I'm glad I have found someone who knows what this is! 

We were switched to a different hospital due to lack of room and nurses in the NICU so I never got to speak with anyone. Which is probably why I didn't find out right away. 

I notice your twins are older than mine so I have a question... Have you noticed any development difference between your two? I've been trying to find info regarding if there is a difference in babies who have had this. I can't find anything so I wasn't sure. Of course Ava (twin A) was smaller. By 2 pounds actually. I don't think there is anything wrong with her, just looking for info.


----------



## amjon

One of my friends lost her first and nearly her second to this. Her second is 1 now. (Both were single babies.) he is ahead in most development so don't think it causes a slow down. It is very dangerous during delivery though.


----------



## MrsC8776

amjon said:


> One of my friends lost her first and nearly her second to this. Her second is 1 now. (Both were single babies.) he is ahead in most development so don't think it causes a slow down. It is very dangerous during delivery though.

I'm so sorry to hear that. :-( Once finding out about VCI and knowing what could have happened to one or even both of my girls I went through so many mixed emotions. Mostly anger because this should have been seen on scans. Actually I'm still going through those feelings. They pushed me for a vaginal delivery and something kept telling me no. First round of mothers intuition? I don't know but every day I'm so thankful that both of my girls are still here. Even if they do drive me crazy some times. :winkwink:

I'm happy to hear that your friends second child is doing so well! Thank you for sharing that with me.


----------



## amjon

MrsC8776 said:


> amjon said:
> 
> 
> One of my friends lost her first and nearly her second to this. Her second is 1 now. (Both were single babies.) he is ahead in most development so don't think it causes a slow down. It is very dangerous during delivery though.
> 
> I'm so sorry to hear that. :-( Once finding out about VCI and knowing what could have happened to one or even both of my girls I went through so many mixed emotions. Mostly anger because this should have been seen on scans. Actually I'm still going through those feelings. They pushed me for a vaginal delivery and something kept telling me no. First round of mothers intuition? I don't know but every day I'm so thankful that both of my girls are still here. Even if they do drive me crazy some times. :winkwink:
> 
> I'm happy to hear that your friends second child is doing so well! Thank you for sharing that with me.Click to expand...

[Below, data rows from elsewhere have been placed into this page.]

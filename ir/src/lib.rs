//! Parallel-region intermediate representation for the squall compiler.
//!
//! A kernel is described as a [`graph::RegionGraph`]: an arena of typed
//! operation nodes rooted at a sink. Parallel loop structure is first-class —
//! [`op::Op::Range`] nodes carry the iteration bound while their offset and
//! stride live behind typed association edges, kept apart from ordinary data
//! dependencies.
//!
//! # Module Organization
//!
//! - [`types`] - Fundamental enums (ConstValue, operation kinds, axis kinds)
//! - [`op`] - Operation enum defining all region-graph node shapes
//! - [`graph`] - Arena graph, builder API, association table, validation
//! - [`error`] - Error types and result handling

pub mod error;
pub mod graph;
pub mod op;
pub mod types;

#[cfg(test)]
pub mod test;

pub use error::{Error, RegionDefect, Result};
pub use graph::{Node, NodeId, ParamKind, RegionGraph};
pub use op::Op;
pub use types::{AxisKind, BinaryOp, ConstValue, EdgeKind, SpecialKind, UnaryOp};

// Re-export external types for convenience
pub use squall_dtype::{AddrSpace, DType, DeviceSpec, ScalarDType};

They missed her first as well, but did find the second even though the doctor told her it wouldn't happen again because the odds were so low. There is no way you could have known if the doctors missed it. When I lost my daughter I later found out the NST they did a few days before her death likely showed she was in distress but the hospital deleted it to cover their mistake. I had no idea what a NST was even supposed to look like at that point. It's hard having to trust doctors.


----------



## RunningMomOf3

MrsC8776 said:


> I was wondering if anyone has been informed that one (or both) of their twins has/had this? If so I have a few questions. This wasn't caught until they went to pull out twin A (she was the only one who had this issue) and I wasn't informed until about 3 weeks after my girls were born. Since I've found out I've been searching for info about this. Anyways... I don't want to ramble on. If anyone has experience with this please let me know!
> 
> Thank you :flower:

Ive seen this before. It usually is more of a concern while the babies are being born, esp, if your having a vaginal delivery. The cord can snap, cutting off life support to that baby. As long as baby is growing good after birth, and is peeing and stooling, I don't think there is much else concern... definately a mirical baby though..


----------



## Eternal

MrsC8776 said:


> I'm glad I have found someone who knows what this is!
> 
> We were switched to a different hospital due to lack of room and nurses in the NICU so I never got to speak with anyone. Which is probably why I didn't find out right away.
> 
> I notice your twins are older than mine so I have a question... Have you noticed any development difference between your two? I've been trying to find info regarding if there is a difference in babies who have had this. I can't find anything so I wasn't sure. Of course Ava (twin A) was smaller. By 2 pounds actually. I don't think there is anything wrong with her, just looking for info.


Hi it was twin b that had it and he was the smaller baby, but after birth he quickly caught up and became the bigger one, now 2 years on there are on par. 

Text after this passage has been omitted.